Provided data section start
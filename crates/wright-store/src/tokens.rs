use wright_core::messages::Message;
use wright_core::tokens::estimate_tokens;

/// Counts tokens for compaction decisions. Implementations must be additive:
/// the count of a list equals the sum over its messages.
pub trait TokenCounter: Send + Sync {
    fn count_message(&self, message: &Message) -> usize;

    fn count(&self, messages: &[Message]) -> usize {
        messages.iter().map(|m| self.count_message(m)).sum()
    }
}

/// Four characters per token over the flattened message text.
#[derive(Clone, Copy, Debug, Default)]
pub struct CharEstimator;

impl TokenCounter for CharEstimator {
    fn count_message(&self, message: &Message) -> usize {
        estimate_tokens(&message.text())
    }
}

#[cfg(test)]
mod tests {
    use super::*;

    #[test]
    fn sums_per_message() {
        let msgs = vec![Message::user("abcd"), Message::assistant("abcdefgh")];
        assert_eq!(CharEstimator.count(&msgs), 3);
        assert_eq!(CharEstimator.count(&[]), 0);
    }
}
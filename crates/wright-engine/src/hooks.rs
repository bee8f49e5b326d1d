//! The standard post-commit hook pipeline: code check, git snapshot and
//! project backup.

use std::sync::Arc;

use async_trait::async_trait;
use serde::{Deserialize, Serialize};
use serde_json::Value;
use tracing::{info, warn};
use wright_core::errors::HookError;
use wright_core::events::DomainEvent;
use wright_core::hooks::{HookCallback, HookContext, TurnHook, WriteTurn};
use wright_core::services::{BackupService, RunnerClient, Snapshotter};

use crate::event_bus::EventBus;
use crate::file_ops::FileOperationManager;
use crate::tools::add_dependency::project_id;

pub const CODE_CHECK: &str = "code_check";
pub const GIT_SNAPSHOT: &str = "git_snapshot";
pub const PROJECT_BACKUP: &str = "project_backup";

/// Result recorded by the code-check hook.
#[derive(Clone, Debug, Default, PartialEq, Eq, Serialize, Deserialize)]
pub struct CodeCheckOutcome {
    pub passed: bool,
    pub messages: Vec<String>,
}

impl CodeCheckOutcome {
    /// Decode the value a code-check hook recorded in its context.
    pub fn from_context(ctx: &HookContext) -> Option<Self> {
        ctx.result
            .as_ref()
            .and_then(|v| serde_json::from_value(v.clone()).ok())
    }
}

/// Build check, then lint unless `skip_lint`.
pub async fn perform_code_checks(
    project_id: &str,
    runner: &dyn RunnerClient,
    skip_lint: bool,
) -> Result<CodeCheckOutcome, HookError> {
    let mut outcome = CodeCheckOutcome {
        passed: true,
        messages: Vec::new(),
    };

    let build = runner.check_errors(project_id).await?;
    if build.build_errors {
        outcome.passed = false;
    }
    outcome.messages.push(format!(
        "[Build Error Check]\n{}",
        build.message.as_deref().unwrap_or("No errors found")
    ));

    if !skip_lint {
        let lint = runner.lint_project(project_id).await?;
        if lint.lint_errors {
            outcome.passed = false;
        }
        outcome.messages.push(format!(
            "[Linting Result]\n{}",
            lint.message.as_deref().unwrap_or("No linting issues found")
        ));
    }

    info!(project_id, passed = outcome.passed, "code checks finished");
    Ok(outcome)
}

pub struct CodeCheckHook {
    runner: Arc<dyn RunnerClient>,
    skip_lint: bool,
}

impl CodeCheckHook {
    pub fn new(runner: Arc<dyn RunnerClient>, skip_lint: bool) -> Self {
        Self { runner, skip_lint }
    }
}

#[async_trait]
impl TurnHook for CodeCheckHook {
    async fn run(&self, turn: &WriteTurn) -> Result<Value, HookError> {
        let outcome = perform_code_checks(&project_id(&turn.cwd), self.runner.as_ref(), self.skip_lint).await?;
        serde_json::to_value(outcome).map_err(|e| HookError::Failed(e.to_string()))
    }
}

/// Why a follow-up hook should not run, if it should not.
fn skip_reason(turn: &WriteTurn) -> Option<&'static str> {
    if turn.changes.is_empty() {
        return Some("no changes");
    }
    let Some(ctx) = turn.hook_result(CODE_CHECK) else {
        return Some("code check did not run");
    };
    if !ctx.is_success() {
        return Some("code check failed");
    }
    match CodeCheckOutcome::from_context(ctx) {
        Some(outcome) if outcome.passed => None,
        Some(_) => Some("code check reported errors"),
        None => Some("code check result missing"),
    }
}

pub struct GitSnapshotHook {
    snapshotter: Arc<dyn Snapshotter>,
}

impl GitSnapshotHook {
    pub fn new(snapshotter: Arc<dyn Snapshotter>) -> Self {
        Self { snapshotter }
    }
}

#[async_trait]
impl TurnHook for GitSnapshotHook {
    async fn run(&self, turn: &WriteTurn) -> Result<Value, HookError> {
        if let Some(reason) = skip_reason(turn) {
            info!(turn_id = %turn.turn_id, reason, "skipping git snapshot");
            return Ok(Value::Null);
        }
        let message = self.snapshotter.snapshot(&turn.cwd, None).await?;
        Ok(Value::String(message))
    }
}

pub struct ProjectBackupHook {
    backup: Arc<dyn BackupService>,
}

impl ProjectBackupHook {
    pub fn new(backup: Arc<dyn BackupService>) -> Self {
        Self { backup }
    }
}

#[async_trait]
impl TurnHook for ProjectBackupHook {
    async fn run(&self, turn: &WriteTurn) -> Result<Value, HookError> {
        if let Some(reason) = skip_reason(turn) {
            info!(turn_id = %turn.turn_id, reason, "skipping project backup");
            return Ok(Value::Null);
        }
        let dest = self.backup.backup(&turn.cwd).await?;
        Ok(Value::String(dest))
    }
}

/// Publishes `HookFailed` when the hook it is attached to fails.
pub struct HookFailedCallback {
    bus: Arc<EventBus>,
}

impl HookFailedCallback {
    pub fn new(bus: Arc<EventBus>) -> Self {
        Self { bus }
    }
}

#[async_trait]
impl HookCallback for HookFailedCallback {
    async fn on_complete(&self, ctx: &HookContext) -> Result<(), HookError> {
        if !ctx.is_success() {
            let error = ctx.error.clone().unwrap_or_else(|| "unknown error".to_string());
            warn!(hook = %ctx.hook_name, error = %error, "hook failed");
            self.bus.publish(DomainEvent::HookFailed {
                hook_name: ctx.hook_name.clone(),
                error,
            });
        }
        Ok(())
    }
}

/// Registers the standard hooks on a file operation manager.
pub struct HookManager {
    files: Arc<FileOperationManager>,
    bus: Arc<EventBus>,
    runner: Arc<dyn RunnerClient>,
    snapshotter: Arc<dyn Snapshotter>,
    backup: Arc<dyn BackupService>,
    skip_lint: bool,
}

impl HookManager {
    pub fn new(
        files: Arc<FileOperationManager>,
        bus: Arc<EventBus>,
        runner: Arc<dyn RunnerClient>,
        snapshotter: Arc<dyn Snapshotter>,
        backup: Arc<dyn BackupService>,
        skip_lint: bool,
    ) -> Self {
        Self {
            files,
            bus,
            runner,
            snapshotter,
            backup,
            skip_lint,
        }
    }

    /// Code check goes first: snapshot and backup read its result.
    pub fn register_all_hooks(&self, code_check_callback: Option<Arc<dyn HookCallback>>) {
        self.files.add_post_commit_hook(
            CODE_CHECK,
            Arc::new(CodeCheckHook::new(self.runner.clone(), self.skip_lint)),
            code_check_callback,
            true,
        );
        let failed: Arc<dyn HookCallback> = Arc::new(HookFailedCallback::new(self.bus.clone()));
        self.files.add_post_commit_hook(
            GIT_SNAPSHOT,
            Arc::new(GitSnapshotHook::new(self.snapshotter.clone())),
            Some(failed.clone()),
            false,
        );
        self.files.add_post_commit_hook(
            PROJECT_BACKUP,
            Arc::new(ProjectBackupHook::new(self.backup.clone())),
            Some(failed),
            false,
        );
        info!("registered post-commit hooks");
    }
}
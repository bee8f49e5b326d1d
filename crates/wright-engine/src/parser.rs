//! Incremental parser for assistant output.
//!
//! The model writes tool calls as XML-ish tags inline with prose:
//!
//! ```text
//! Let me look.<thinking>check the entry point</thinking>
//! <read-file><path>src/main.ts</path></read-file>
//! ```
//!
//! [`MessageParser::feed`] accepts arbitrary fragments of that text and
//! returns the [`StreamEvent`]s that became certain. A `<` starts a tag
//! candidate; the candidate keeps accumulating across chunk boundaries while
//! it can still become a known tag and is flushed back as literal text as
//! soon as it cannot.

use wright_core::ids::ToolCallId;
use wright_core::stream::{StreamEvent, ToolParams, ToolStatus};

/// Tool tags the parser recognises. `kb-search` is parsed but has no
/// executor, so it fails validation as an unknown tool.
pub const TOOL_NAMES: &[&str] = &[
    "read-file",
    "write-to-file",
    "apply-diff",
    "search-files",
    "list-files",
    "ask-followup-question",
    "delete-file",
    "rename-file",
    "add-dependency",
    "kb-search",
];

pub const PARAM_NAMES: &[&str] = &[
    "path",
    "content",
    "diff",
    "recursive",
    "regex",
    "file-pattern",
    "source",
    "destination",
    "name",
    "query",
    "question",
];

const THINKING: &str = "thinking";

#[derive(Clone, Copy, Debug, PartialEq, Eq)]
enum TagKind {
    Tool(&'static str),
    Param(&'static str),
    Thinking,
}

#[derive(Clone, Copy, Debug, PartialEq, Eq)]
struct Tag {
    kind: TagKind,
    closing: bool,
}

impl Tag {
    /// Classify a complete candidate such as `</path>`.
    fn parse(candidate: &str) -> Option<Self> {
        let body = candidate.strip_prefix('<')?.strip_suffix('>')?;
        let (closing, name) = match body.strip_prefix('/') {
            Some(rest) => (true, rest),
            None => (false, body),
        };
        let kind = if name == THINKING {
            TagKind::Thinking
        } else if let Some(tool) = TOOL_NAMES.iter().copied().find(|t| *t == name) {
            TagKind::Tool(tool)
        } else if let Some(param) = PARAM_NAMES.iter().copied().find(|p| *p == name) {
            TagKind::Param(param)
        } else {
            return None;
        };
        Some(Self { kind, closing })
    }
}

/// Whether `candidate` (starting with `<`, no `>` yet) can still grow into a
/// known tag.
fn is_known_prefix(candidate: &str) -> bool {
    let body = candidate.strip_prefix('<').unwrap_or(candidate);
    let name = body.strip_prefix('/').unwrap_or(body);
    THINKING.starts_with(name)
        || TOOL_NAMES.iter().any(|t| t.starts_with(name))
        || PARAM_NAMES.iter().any(|p| p.starts_with(name))
}

struct OpenTool {
    name: &'static str,
    id: ToolCallId,
    params: ToolParams,
}

struct OpenParam {
    name: &'static str,
    value: String,
}

/// Streaming tag automaton. One instance per model response.
#[derive(Default)]
pub struct MessageParser {
    in_thinking: bool,
    tool: Option<OpenTool>,
    param: Option<OpenParam>,
    text: String,
    thinking: String,
    candidate: Option<String>,
}

impl MessageParser {
    pub fn new() -> Self {
        Self::default()
    }

    /// Consume one fragment. Text and thinking buffered during the fragment
    /// are flushed before returning; an unresolved tag candidate is kept.
    pub fn feed(&mut self, chunk: &str) -> Vec<StreamEvent> {
        let mut events = Vec::new();
        for ch in chunk.chars() {
            self.push_char(ch, &mut events);
        }
        self.flush(&mut events);
        events
    }

    /// End of stream. A pending candidate becomes literal text; an
    /// unterminated tool block is dropped. The parser is reset afterwards.
    pub fn finish(&mut self) -> Vec<StreamEvent> {
        let mut events = Vec::new();
        if let Some(candidate) = self.candidate.take() {
            self.push_literal(&candidate);
        }
        self.flush(&mut events);
        *self = Self::default();
        events
    }

    /// True while inside a tool block that has not been closed.
    pub fn in_tool(&self) -> bool {
        self.tool.is_some()
    }

    fn push_char(&mut self, ch: char, events: &mut Vec<StreamEvent>) {
        let Some(mut candidate) = self.candidate.take() else {
            if ch == '<' {
                self.candidate = Some(String::from('<'));
            } else {
                self.push_literal_char(ch);
            }
            return;
        };

        if ch == '<' {
            self.push_literal(&candidate);
            self.candidate = Some(String::from('<'));
            return;
        }

        candidate.push(ch);
        if ch == '>' {
            match self.recognise(&candidate) {
                Some(tag) => self.apply(tag, events),
                None => self.push_literal(&candidate),
            }
        } else if self.can_continue(&candidate) {
            self.candidate = Some(candidate);
        } else {
            self.push_literal(&candidate);
        }
    }

    fn can_continue(&self, candidate: &str) -> bool {
        match &self.param {
            Some(param) => format!("</{}>", param.name).starts_with(candidate),
            None => is_known_prefix(candidate),
        }
    }

    /// Resolve a complete candidate against the current context. Tags that
    /// make no sense where they appear are treated as text.
    fn recognise(&self, candidate: &str) -> Option<Tag> {
        let tag = Tag::parse(candidate)?;
        if let Some(param) = &self.param {
            return (tag.closing && tag.kind == TagKind::Param(param.name)).then_some(tag);
        }
        let valid = match (tag.kind, tag.closing) {
            (TagKind::Thinking, false) => self.tool.is_none() && !self.in_thinking,
            (TagKind::Thinking, true) => self.in_thinking,
            (TagKind::Tool(_), false) => self.tool.is_none() && !self.in_thinking,
            (TagKind::Tool(name), true) => self.tool.as_ref().is_some_and(|t| t.name == name),
            (TagKind::Param(_), false) => self.tool.is_some(),
            (TagKind::Param(_), true) => false,
        };
        valid.then_some(tag)
    }

    fn apply(&mut self, tag: Tag, events: &mut Vec<StreamEvent>) {
        match (tag.kind, tag.closing) {
            (TagKind::Thinking, closing) => {
                self.flush(events);
                self.in_thinking = !closing;
            }
            (TagKind::Tool(name), false) => {
                self.flush(events);
                let id = ToolCallId::new();
                events.push(StreamEvent::tool(name, id.clone(), ToolStatus::Started, None));
                self.tool = Some(OpenTool {
                    name,
                    id,
                    params: ToolParams::new(),
                });
            }
            (TagKind::Tool(_), true) => {
                if let Some(tool) = self.tool.take() {
                    events.push(StreamEvent::tool(
                        tool.name,
                        tool.id,
                        ToolStatus::Executing,
                        Some(tool.params),
                    ));
                }
            }
            (TagKind::Param(name), false) => {
                self.param = Some(OpenParam {
                    name,
                    value: String::new(),
                });
            }
            (TagKind::Param(_), true) => {
                let (Some(param), Some(tool)) = (self.param.take(), self.tool.as_mut()) else {
                    return;
                };
                tool.params
                    .insert(param.name.to_string(), param.value.trim().to_string());
                events.push(StreamEvent::tool(
                    tool.name,
                    tool.id.clone(),
                    ToolStatus::Partial,
                    Some(tool.params.clone()),
                ));
            }
        }
    }

    fn push_literal(&mut self, s: &str) {
        for ch in s.chars() {
            self.push_literal_char(ch);
        }
    }

    fn push_literal_char(&mut self, ch: char) {
        if let Some(param) = self.param.as_mut() {
            param.value.push(ch);
        } else if self.tool.is_some() {
            // Text between parameters of a tool block is not shown.
        } else if self.in_thinking {
            self.thinking.push(ch);
        } else {
            self.text.push(ch);
        }
    }

    fn flush(&mut self, events: &mut Vec<StreamEvent>) {
        if !self.thinking.is_empty() {
            events.push(StreamEvent::thinking(std::mem::take(&mut self.thinking)));
        }
        if !self.text.is_empty() {
            events.push(StreamEvent::text(std::mem::take(&mut self.text)));
        }
    }
}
Provided data section end
Count the lines in the data that contain the string "HookCallback", and give nothing but that number.

> _Written answer_
4